US billionaire and Microsoft co-founder Bill Gates has warned that America will be in "big trouble" until the embattled country can come up with widespread testing for the coronavirus.
The business magnate and philanthropist poke with CNBC on Thursday, where he said that the US government had shown no interest in creating a “unified system” like South Korea for coronavirus testing.
Coronavirus in the US is “still completely mis-prioritized,” Gates said.
“The natural thing would be to do like South Korea did, and create a unified system -- that we haven't gotten any interest from the federal level,” Gates said.
And “until we have that, we're in big trouble,” he warned, “because as a percentage of 330 million [Americans], we're not going to be able to test many people … [and] we need to know that number because that deeply affects rebounds when opening up. And there is some data that suggests it's not a gigantic number but very, very important to pin that down.”
Gates also told CNBC that "no one should think the government can wave a wand and all of a sudden the economy is anything like it was before this happened.”
"That awaits either a miracle therapeutic that has an over 95 per cent cure rate, or broad usage of the vaccine.”
Gates, 64, said during an interview with PBS earlier this week that the US may not be "completely safe" until the fall of 2021.

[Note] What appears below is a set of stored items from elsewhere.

//! ---
//! scada_section: "04-rtu-runtime"
//! scada_subsection: "module"
//! scada_type: "source"
//! scada_scope: "code"
//! scada_description: "Per-node RTU runtime: simulation, protocol listeners, control channel."
//! scada_version: "v0.1.0"
//! scada_owner: "tbd"
//! ---
use std::net::SocketAddr;

use scada_proto::{ConnectionProtocol, Frame};
use tokio::io::{AsyncReadExt, AsyncWriteExt};
use tokio::net::{TcpListener, TcpStream};
use tokio::sync::watch;
use tokio::task::JoinHandle;
use tracing::{debug, info, warn};

use crate::runtime::RtuShared;

const START_BYTE: u8 = 0x68;

const U_STARTDT_ACT: u8 = 0x07;
const U_STARTDT_CON: u8 = 0x0B;
const U_STOPDT_ACT: u8 = 0x13;
const U_STOPDT_CON: u8 = 0x23;
const U_TESTFR_ACT: u8 = 0x43;
const U_TESTFR_CON: u8 = 0x83;

/// Spawn the IEC 60870-5-104 listener.
///
/// Only the APCI layer is implemented: STARTDT/STOPDT/TESTFR activations are
/// confirmed and I/S-frames are accepted and counted. The master cares about
/// accept/close reports and the authorised/unknown classification, not ASDU
/// content.
pub async fn spawn_iec104(
    listen: SocketAddr,
    shared: RtuShared,
    mut shutdown: watch::Receiver<bool>,
) -> anyhow::Result<(SocketAddr, JoinHandle<()>)> {
    let listener = TcpListener::bind(listen).await?;
    let local_addr = listener.local_addr()?;
    info!(node = %shared.node_id(), address = %local_addr, "iec104 listener started");

    let task = tokio::spawn(async move {
        loop {
            tokio::select! {
                _ = shutdown.changed() => break,
                accepted = listener.accept() => {
                    let Ok((stream, peer)) = accepted else { continue };
                    let shared = shared.clone();
                    let shutdown = shutdown.clone();
                    tokio::spawn(async move {
                        serve_client(stream, peer, shared, shutdown).await;
                    });
                }
            }
        }
    });

    Ok((local_addr, task))
}

async fn serve_client(
    mut stream: TcpStream,
    peer: SocketAddr,
    shared: RtuShared,
    mut shutdown: watch::Receiver<bool>,
) {
    let Some((conn_id, record)) = shared.tracker.open(
        &peer.ip().to_string(),
        peer.port(),
        ConnectionProtocol::Iec104,
    ) else {
        return;
    };
    shared.outbound.push(Frame::ConnectionReport(record));

    let mut head = [0u8; 2];
    loop {
        tokio::select! {
            _ = shutdown.changed() => break,
            read = stream.read_exact(&mut head) => {
                if read.is_err() {
                    break;
                }
                if head[0] != START_BYTE {
                    warn!(node = %shared.node_id(), peer = %peer, "bad iec104 start byte");
                    break;
                }
                let length = head[1] as usize;
                if !(4..=253).contains(&length) {
                    warn!(node = %shared.node_id(), peer = %peer, length, "bad iec104 apdu length");
                    break;
                }
                let mut apdu = vec![0u8; length];
                if stream.read_exact(&mut apdu).await.is_err() {
                    break;
                }
                shared.tracker.touch(conn_id, 1, (2 + length) as u64, 0);

                let control = apdu[0];
                let reply = if control & 0x03 == 0x03 {
                    // U-frame: confirm activations.
                    match control {
                        U_STARTDT_ACT => Some(U_STARTDT_CON),
                        U_STOPDT_ACT => Some(U_STOPDT_CON),
                        U_TESTFR_ACT => Some(U_TESTFR_CON),
                        _ => None,
                    }
                } else {
                    // I- and S-frames are accepted without ASDU processing.
                    None
                };

                if let Some(control) = reply {
                    let frame = [START_BYTE, 4, control, 0, 0, 0];
                    if stream.write_all(&frame).await.is_err() {
                        break;
                    }
                    shared.tracker.touch(conn_id, 0, 0, frame.len() as u64);
                }
            }
        }
    }

    if let Some(record) = shared.tracker.close(conn_id) {
        shared.outbound.push(Frame::ConnectionReport(record));
    }
    debug!(node = %shared.node_id(), peer = %peer, "iec104 client disconnected");
}

#[cfg(test)]
mod tests {
    use super::*;
    use crate::runtime::test_support::shared_for;
    use scada_proto::ConnectionStatus;

    #[tokio::test]
    async fn startdt_is_confirmed_and_connection_reported() {
        let shared = shared_for("GEN-001", &[]);
        let (_shutdown_tx, shutdown_rx) = watch::channel(false);
        let (addr, _task) = spawn_iec104("127.0.0.1:0".parse().unwrap(), shared.clone(), shutdown_rx)
            .await
            .unwrap();

        let mut stream = TcpStream::connect(addr).await.unwrap();
        stream
            .write_all(&[START_BYTE, 4, U_STARTDT_ACT, 0, 0, 0])
            .await
            .unwrap();
        let mut reply = [0u8; 6];
        stream.read_exact(&mut reply).await.unwrap();
        assert_eq!(reply[2], U_STARTDT_CON);

        tokio::time::sleep(std::time::Duration::from_millis(20)).await;
        let report = shared.outbound.try_pop().unwrap();
        match report {
            Frame::ConnectionReport(record) => {
                assert_eq!(record.protocol, ConnectionProtocol::Iec104);
                assert_eq!(record.status, ConnectionStatus::Unknown);
            }
            other => panic!("unexpected frame {other:?}"),
        }
    }

    #[tokio::test]
    async fn testfr_keepalive_is_answered() {
        let shared = shared_for("GEN-001", &[("127.0.0.1", "IEC104")]);
        let (_shutdown_tx, shutdown_rx) = watch::channel(false);
        let (addr, _task) = spawn_iec104("127.0.0.1:0".parse().unwrap(), shared, shutdown_rx)
            .await
            .unwrap();

        let mut stream = TcpStream::connect(addr).await.unwrap();
        stream
            .write_all(&[START_BYTE, 4, U_TESTFR_ACT, 0, 0, 0])
            .await
            .unwrap();
        let mut reply = [0u8; 6];
        stream.read_exact(&mut reply).await.unwrap();
        assert_eq!(reply[2], U_TESTFR_CON);
    }
}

Gates, a billionaire philanthropist who is one the richest people in the world, said last week the Bill & Melinda Gates Foundation, the charitable foundation he established with his wife, Melinda Gates, will spend billions of dollars to develop a vaccine to combat the novel coronavirus.
US deaths due to coronavirus topped 16,400 on Thursday, with more than 459,000 confirmed cases, according to a Reuters tally.
US officials warned Americans to expect alarming numbers of coronavirus deaths this week.
US deaths, the second highest in the world, set new daily records on Tuesday and Wednesday with over 1,900 new deaths reported each day, according to a Reuters tally.
The country had over 1,600 deaths on Thursday, with several states yet to report their latest figures.